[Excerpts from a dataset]
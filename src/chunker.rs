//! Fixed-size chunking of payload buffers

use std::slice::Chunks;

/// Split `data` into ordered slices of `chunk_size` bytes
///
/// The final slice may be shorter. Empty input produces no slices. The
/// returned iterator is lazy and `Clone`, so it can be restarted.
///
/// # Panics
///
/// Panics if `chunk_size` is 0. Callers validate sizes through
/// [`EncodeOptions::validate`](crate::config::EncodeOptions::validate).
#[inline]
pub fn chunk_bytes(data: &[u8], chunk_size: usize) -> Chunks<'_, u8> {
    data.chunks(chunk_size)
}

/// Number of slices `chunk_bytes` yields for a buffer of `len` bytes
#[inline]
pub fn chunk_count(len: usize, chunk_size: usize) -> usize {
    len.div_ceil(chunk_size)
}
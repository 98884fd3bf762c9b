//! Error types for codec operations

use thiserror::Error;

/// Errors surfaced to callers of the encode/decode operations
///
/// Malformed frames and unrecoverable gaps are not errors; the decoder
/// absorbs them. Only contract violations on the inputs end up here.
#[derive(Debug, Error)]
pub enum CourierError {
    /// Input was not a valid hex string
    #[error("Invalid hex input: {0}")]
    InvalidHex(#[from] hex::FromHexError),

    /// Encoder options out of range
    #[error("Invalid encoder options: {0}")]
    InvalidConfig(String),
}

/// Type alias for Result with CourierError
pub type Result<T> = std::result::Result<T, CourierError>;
---
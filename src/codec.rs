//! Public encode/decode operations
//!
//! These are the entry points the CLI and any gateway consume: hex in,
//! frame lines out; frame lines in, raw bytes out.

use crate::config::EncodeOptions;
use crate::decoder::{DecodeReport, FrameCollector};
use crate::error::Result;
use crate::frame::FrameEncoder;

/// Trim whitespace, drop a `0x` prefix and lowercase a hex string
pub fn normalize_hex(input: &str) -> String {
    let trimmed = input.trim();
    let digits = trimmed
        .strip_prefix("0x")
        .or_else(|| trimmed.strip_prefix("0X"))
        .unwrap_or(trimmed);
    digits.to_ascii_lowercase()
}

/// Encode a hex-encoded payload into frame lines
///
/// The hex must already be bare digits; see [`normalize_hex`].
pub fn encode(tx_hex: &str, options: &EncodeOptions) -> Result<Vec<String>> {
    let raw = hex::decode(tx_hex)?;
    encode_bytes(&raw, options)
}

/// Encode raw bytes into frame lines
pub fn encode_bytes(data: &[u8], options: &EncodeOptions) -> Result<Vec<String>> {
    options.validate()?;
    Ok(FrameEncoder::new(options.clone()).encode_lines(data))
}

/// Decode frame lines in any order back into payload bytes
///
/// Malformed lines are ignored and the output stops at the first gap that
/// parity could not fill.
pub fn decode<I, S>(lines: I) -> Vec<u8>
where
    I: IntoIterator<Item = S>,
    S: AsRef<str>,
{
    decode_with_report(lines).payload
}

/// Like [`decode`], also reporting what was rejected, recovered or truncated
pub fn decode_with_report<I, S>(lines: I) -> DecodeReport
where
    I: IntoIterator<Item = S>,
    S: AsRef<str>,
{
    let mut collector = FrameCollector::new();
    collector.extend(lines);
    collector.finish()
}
...
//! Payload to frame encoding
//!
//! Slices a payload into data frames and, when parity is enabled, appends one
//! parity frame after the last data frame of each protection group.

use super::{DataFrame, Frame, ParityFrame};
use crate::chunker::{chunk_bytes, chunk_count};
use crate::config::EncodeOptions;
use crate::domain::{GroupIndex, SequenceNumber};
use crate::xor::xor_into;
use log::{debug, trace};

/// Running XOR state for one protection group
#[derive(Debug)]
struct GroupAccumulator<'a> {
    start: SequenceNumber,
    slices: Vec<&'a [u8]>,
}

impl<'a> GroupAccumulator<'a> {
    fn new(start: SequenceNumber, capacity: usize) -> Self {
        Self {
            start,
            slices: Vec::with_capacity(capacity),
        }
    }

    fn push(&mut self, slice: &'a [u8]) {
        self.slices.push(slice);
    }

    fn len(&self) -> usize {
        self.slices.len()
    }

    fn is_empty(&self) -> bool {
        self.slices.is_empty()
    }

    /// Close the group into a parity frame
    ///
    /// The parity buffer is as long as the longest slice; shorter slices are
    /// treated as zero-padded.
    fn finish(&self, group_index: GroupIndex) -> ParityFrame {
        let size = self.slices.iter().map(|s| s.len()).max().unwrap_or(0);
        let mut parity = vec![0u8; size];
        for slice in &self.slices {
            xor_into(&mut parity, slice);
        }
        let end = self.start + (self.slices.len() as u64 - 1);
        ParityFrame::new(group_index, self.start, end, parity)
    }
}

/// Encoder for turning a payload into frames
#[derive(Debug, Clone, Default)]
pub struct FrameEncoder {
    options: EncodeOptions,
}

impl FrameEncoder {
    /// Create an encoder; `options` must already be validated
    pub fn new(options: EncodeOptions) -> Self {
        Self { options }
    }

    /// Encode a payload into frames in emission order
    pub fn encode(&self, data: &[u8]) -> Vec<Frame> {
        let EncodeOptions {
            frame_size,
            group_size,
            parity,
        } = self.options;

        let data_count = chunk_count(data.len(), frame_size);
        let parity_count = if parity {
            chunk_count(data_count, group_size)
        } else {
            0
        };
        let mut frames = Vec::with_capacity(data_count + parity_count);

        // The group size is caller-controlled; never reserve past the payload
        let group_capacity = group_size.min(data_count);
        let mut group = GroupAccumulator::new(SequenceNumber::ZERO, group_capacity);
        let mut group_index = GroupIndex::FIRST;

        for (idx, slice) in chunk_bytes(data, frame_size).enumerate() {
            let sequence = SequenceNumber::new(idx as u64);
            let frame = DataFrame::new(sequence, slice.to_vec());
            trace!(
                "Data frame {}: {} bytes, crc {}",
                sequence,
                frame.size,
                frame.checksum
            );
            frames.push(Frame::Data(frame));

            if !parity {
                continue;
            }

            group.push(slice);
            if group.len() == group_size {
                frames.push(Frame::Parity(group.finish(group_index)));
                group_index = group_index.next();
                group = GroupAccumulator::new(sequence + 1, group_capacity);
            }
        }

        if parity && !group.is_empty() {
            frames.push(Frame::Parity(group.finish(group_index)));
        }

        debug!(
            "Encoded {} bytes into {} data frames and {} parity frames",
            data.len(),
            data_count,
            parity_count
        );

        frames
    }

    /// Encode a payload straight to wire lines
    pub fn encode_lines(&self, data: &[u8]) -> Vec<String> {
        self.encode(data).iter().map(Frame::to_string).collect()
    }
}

▸ HOW TO COMPLETE THIS TASK: Tally the lines above that contain "codec"; give only the number.

▸ ANSWER SPACE: 2